## Work to complete:
Show every line below where "export" appears.

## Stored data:
########################################
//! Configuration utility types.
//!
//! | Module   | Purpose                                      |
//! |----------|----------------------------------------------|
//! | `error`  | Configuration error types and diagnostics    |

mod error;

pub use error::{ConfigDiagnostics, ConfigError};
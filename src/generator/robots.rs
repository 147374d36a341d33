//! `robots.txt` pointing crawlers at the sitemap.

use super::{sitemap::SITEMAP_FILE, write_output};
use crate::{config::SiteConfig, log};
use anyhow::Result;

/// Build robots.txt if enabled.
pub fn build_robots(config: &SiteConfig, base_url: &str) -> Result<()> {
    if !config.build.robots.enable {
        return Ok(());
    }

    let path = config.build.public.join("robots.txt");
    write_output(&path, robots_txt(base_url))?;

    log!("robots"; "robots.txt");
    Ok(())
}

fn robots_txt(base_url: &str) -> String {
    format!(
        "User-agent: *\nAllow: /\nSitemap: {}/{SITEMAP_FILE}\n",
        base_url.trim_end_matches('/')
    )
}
########################################
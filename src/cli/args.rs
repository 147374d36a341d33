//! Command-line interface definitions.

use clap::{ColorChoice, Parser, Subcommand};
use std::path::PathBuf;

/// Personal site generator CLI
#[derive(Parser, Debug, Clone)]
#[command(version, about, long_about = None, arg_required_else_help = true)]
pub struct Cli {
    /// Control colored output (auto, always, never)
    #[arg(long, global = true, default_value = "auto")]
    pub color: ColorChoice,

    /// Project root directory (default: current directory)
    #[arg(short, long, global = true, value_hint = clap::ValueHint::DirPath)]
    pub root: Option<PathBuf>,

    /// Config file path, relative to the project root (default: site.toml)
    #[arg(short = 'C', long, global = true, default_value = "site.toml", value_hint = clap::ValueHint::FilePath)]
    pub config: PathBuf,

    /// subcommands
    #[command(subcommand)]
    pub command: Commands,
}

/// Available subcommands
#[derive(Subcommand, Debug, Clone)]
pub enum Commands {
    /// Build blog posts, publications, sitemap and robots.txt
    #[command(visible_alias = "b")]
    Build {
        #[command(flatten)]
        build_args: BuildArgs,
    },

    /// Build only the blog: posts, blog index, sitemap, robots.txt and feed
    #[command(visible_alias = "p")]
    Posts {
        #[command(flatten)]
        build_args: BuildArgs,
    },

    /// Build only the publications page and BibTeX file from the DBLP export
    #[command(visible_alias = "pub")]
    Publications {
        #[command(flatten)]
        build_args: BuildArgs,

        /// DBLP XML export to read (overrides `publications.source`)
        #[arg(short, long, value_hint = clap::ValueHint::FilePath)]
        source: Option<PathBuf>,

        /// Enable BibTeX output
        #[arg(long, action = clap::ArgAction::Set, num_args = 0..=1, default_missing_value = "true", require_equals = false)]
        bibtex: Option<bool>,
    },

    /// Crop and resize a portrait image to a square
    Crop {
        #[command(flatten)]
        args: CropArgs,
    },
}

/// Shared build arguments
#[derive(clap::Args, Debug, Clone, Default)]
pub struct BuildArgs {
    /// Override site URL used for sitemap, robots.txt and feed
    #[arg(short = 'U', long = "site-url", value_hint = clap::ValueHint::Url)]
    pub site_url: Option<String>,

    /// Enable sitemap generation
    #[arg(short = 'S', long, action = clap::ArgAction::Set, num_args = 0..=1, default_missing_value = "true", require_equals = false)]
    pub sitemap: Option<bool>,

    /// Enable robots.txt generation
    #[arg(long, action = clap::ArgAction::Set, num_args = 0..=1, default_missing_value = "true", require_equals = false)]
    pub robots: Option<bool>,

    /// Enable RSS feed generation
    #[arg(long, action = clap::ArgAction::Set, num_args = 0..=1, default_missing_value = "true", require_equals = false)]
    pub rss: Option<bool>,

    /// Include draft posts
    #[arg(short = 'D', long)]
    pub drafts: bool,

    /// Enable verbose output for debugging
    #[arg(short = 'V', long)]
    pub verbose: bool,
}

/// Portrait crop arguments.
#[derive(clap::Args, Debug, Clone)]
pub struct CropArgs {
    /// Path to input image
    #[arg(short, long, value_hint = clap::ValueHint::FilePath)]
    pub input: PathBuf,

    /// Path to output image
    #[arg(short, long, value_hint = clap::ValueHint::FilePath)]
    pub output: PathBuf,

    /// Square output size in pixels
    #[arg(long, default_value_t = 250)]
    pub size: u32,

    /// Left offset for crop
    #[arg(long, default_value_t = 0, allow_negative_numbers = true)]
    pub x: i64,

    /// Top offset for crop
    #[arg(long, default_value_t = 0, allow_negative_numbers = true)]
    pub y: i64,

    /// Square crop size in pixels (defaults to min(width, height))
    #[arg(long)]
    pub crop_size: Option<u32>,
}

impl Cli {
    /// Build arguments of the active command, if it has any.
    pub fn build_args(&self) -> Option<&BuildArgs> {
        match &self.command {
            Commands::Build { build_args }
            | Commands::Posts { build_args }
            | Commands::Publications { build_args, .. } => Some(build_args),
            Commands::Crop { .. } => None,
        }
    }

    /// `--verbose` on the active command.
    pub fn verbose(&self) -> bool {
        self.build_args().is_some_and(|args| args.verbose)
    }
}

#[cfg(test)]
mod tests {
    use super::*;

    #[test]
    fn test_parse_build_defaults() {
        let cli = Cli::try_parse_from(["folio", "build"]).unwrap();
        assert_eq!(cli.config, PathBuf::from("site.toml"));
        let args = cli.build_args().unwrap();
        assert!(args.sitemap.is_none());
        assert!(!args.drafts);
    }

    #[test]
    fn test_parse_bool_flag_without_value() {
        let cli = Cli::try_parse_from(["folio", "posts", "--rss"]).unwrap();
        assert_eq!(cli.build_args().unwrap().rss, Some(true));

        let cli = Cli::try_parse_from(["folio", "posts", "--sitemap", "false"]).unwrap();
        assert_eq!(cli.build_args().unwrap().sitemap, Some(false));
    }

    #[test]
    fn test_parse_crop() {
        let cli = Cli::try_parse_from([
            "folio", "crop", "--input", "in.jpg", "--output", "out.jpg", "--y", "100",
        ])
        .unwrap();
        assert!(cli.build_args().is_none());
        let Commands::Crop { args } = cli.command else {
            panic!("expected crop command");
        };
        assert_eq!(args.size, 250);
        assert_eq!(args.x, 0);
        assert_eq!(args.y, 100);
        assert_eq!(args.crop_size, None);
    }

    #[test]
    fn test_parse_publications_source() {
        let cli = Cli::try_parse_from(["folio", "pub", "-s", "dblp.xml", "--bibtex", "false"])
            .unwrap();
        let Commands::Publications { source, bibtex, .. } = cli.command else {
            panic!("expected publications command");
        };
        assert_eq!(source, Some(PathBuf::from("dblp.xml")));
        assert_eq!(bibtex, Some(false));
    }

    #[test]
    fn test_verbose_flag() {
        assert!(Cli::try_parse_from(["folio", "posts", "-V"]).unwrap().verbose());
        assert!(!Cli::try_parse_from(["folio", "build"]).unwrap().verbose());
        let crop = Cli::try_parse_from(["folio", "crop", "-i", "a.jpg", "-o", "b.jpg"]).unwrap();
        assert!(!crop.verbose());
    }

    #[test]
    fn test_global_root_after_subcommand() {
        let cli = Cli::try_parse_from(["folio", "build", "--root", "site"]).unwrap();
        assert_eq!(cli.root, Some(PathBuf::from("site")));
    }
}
########################################
## Response:
    /// Build only the publications page and BibTeX file from the DBLP export
        /// DBLP XML export to read (overrides `publications.source`)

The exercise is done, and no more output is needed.